It would be ironic indeed if the leader of a group dedicated to returning Hlondeth to human hands turned out to be part yuan-ti.

Gonthril had already moved on; he leaned across the table in a conspiratorial hunch. 'Now tell me your plan. In detail.'

CHAPTER 13

Arvin walked toward Zelia's tower, herding his captive ahead of him. Gonthril had a blindfold over his eyes and his hands were bound behind his back. His feet were hobbled, so he staggered when Arvin shoved him forward. The bonds looked and felt tight but were special knots that could be loosened in an instant by tugging the right strand. The rebel leader played his part to perfection, never once complaining about Arvin's rough handling.

When they reached the door, Arvin waited. Tension knotted his stomach. The seed Pakal had killed in Karrell's village had told him of the tower's defences-about the strip of copper hidden within the doorframe that would manifest a catapsi on any psionicist

who entered and the invisible mage mark designed to take care of non-psionic intruders. The seed had also told him how to get past them. A pressure plate high above had to be pushed with a far hand manifestation as one stepped through the door. It had alerted Arvin to the dangers that lay within. Even so, Arvin had to steel himself as he knocked then waited for the door to open.
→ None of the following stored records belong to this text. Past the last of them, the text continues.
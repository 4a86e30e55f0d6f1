//! Chunk types and chunking configuration

use std::collections::HashMap;

use serde::{Deserialize, Serialize};

use super::validation::validate_chunk_params;
use crate::domain::DomainError;

/// Default chunk size in characters
pub const DEFAULT_CHUNK_SIZE: usize = 512;

/// Default overlap between consecutive chunks in characters
pub const DEFAULT_CHUNK_OVERLAP: usize = 50;

/// Configuration for chunking
#[derive(Debug, Clone, Copy, PartialEq, Eq, Serialize, Deserialize)]
pub struct ChunkingConfig {
    /// Target chunk size in characters
    pub chunk_size: usize,
    /// Overlap between consecutive chunks in characters
    pub chunk_overlap: usize,
}

impl ChunkingConfig {
    /// Create a new chunking configuration
    pub fn new(chunk_size: usize, chunk_overlap: usize) -> Self {
        Self {
            chunk_size,
            chunk_overlap,
        }
    }

    /// Validate the configuration; the overlap must stay below the chunk size
    pub fn validate(&self) -> Result<(), DomainError> {
        validate_chunk_params(self.chunk_size, self.chunk_overlap)
    }
}

impl Default for ChunkingConfig {
    fn default() -> Self {
        Self::new(DEFAULT_CHUNK_SIZE, DEFAULT_CHUNK_OVERLAP)
    }
}

/// Metadata attached to every chunk and stored alongside its embedding
#[derive(Debug, Clone, PartialEq, Eq, Serialize, Deserialize)]
pub struct ChunkMetadata {
    /// Identifier of the source file in the file store
    pub file_id: i64,
    /// Original filename
    pub filename: String,
    /// Position of this chunk within its parse (0-based)
    pub chunk_id: usize,
    /// Character offset where this chunk starts
    pub start: usize,
    /// Character offset where this chunk ends (exclusive, before trimming)
    pub end: usize,
}

impl ChunkMetadata {
    /// Create new chunk metadata
    pub fn new(
        file_id: i64,
        filename: impl Into<String>,
        chunk_id: usize,
        start: usize,
        end: usize,
    ) -> Self {
        Self {
            file_id,
            filename: filename.into(),
            chunk_id,
            start,
            end,
        }
    }

    /// Convert to JSON value map
    pub fn to_json_map(&self) -> HashMap<String, serde_json::Value> {
        let mut map = HashMap::new();
        map.insert(
            "file_id".to_string(),
            serde_json::Value::Number(self.file_id.into()),
        );
        map.insert(
            "filename".to_string(),
            serde_json::Value::String(self.filename.clone()),
        );
        map.insert(
            "chunk_id".to_string(),
            serde_json::Value::Number(self.chunk_id.into()),
        );
        map.insert(
            "start_offset".to_string(),
            serde_json::Value::Number(self.start.into()),
        );
        map.insert(
            "end_offset".to_string(),
            serde_json::Value::Number(self.end.into()),
        );
        map
    }
}

/// A chunk of text extracted from a document
#[derive(Debug, Clone, PartialEq, Eq)]
pub struct DocumentChunk {
    /// Chunk text, stripped of surrounding whitespace
    pub text: String,
    /// Chunk metadata
    pub metadata: ChunkMetadata,
    /// Sequential id within one parse
    pub chunk_id: usize,
}

impl DocumentChunk {
    /// Create a new chunk
    pub fn new(text: impl Into<String>, metadata: ChunkMetadata) -> Self {
        let chunk_id = metadata.chunk_id;
        Self {
            text: text.into(),
            metadata,
            chunk_id,
        }
    }

    /// Length of the chunk text in characters
    pub fn char_len(&self) -> usize {
        self.text.chars().count()
    }

    /// Check if the chunk is empty
    pub fn is_empty(&self) -> bool {
        self.text.is_empty()
    }
}

/// Split a parse result into the index-aligned texts and metadata maps the
/// indexing pipeline consumes
pub fn into_texts_and_metadatas(
    chunks: Vec<DocumentChunk>,
) -> (Vec<String>, Vec<HashMap<String, serde_json::Value>>) {
    chunks
        .into_iter()
        .map(|chunk| {
            let metadata = chunk.metadata.to_json_map();
            (chunk.text, metadata)
        })
        .unzip()
}
//! Infrastructure layer - backend, storage and service implementations

pub mod embedding;
pub mod indexed_file;
pub mod ingestion;
pub mod llm;
pub mod logging;
pub mod services;
pub mod vector_store;
//! Document parser implementations

mod pdf;
mod text;

pub use pdf::PdfParser;
pub use text::{decode_lossy, TextParser};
The bottle he held in his left hand was slippery with sweat.

Control, he told himself. Then he smiled. He was thinking like Zelia-which was just what he wanted.

Arvin's crystal hung around Gonthril's neck and Karrell's ring was on one of the fingers of Gonthril's right hand. A glove on his left hand hid the fact that his little finger was whole. The disguise wouldn't stand up to scrutiny, but if all went well, Zelia wouldn't get a chance to make a close inspection.

As the door swung open, Arvin grabbed Gonthril by the hair and forced him to his knees.

He had been expecting some minion to answer his knock, and was surprised to find Zelia herself staring out at him. Then he realized that it was probably one of her duplicates.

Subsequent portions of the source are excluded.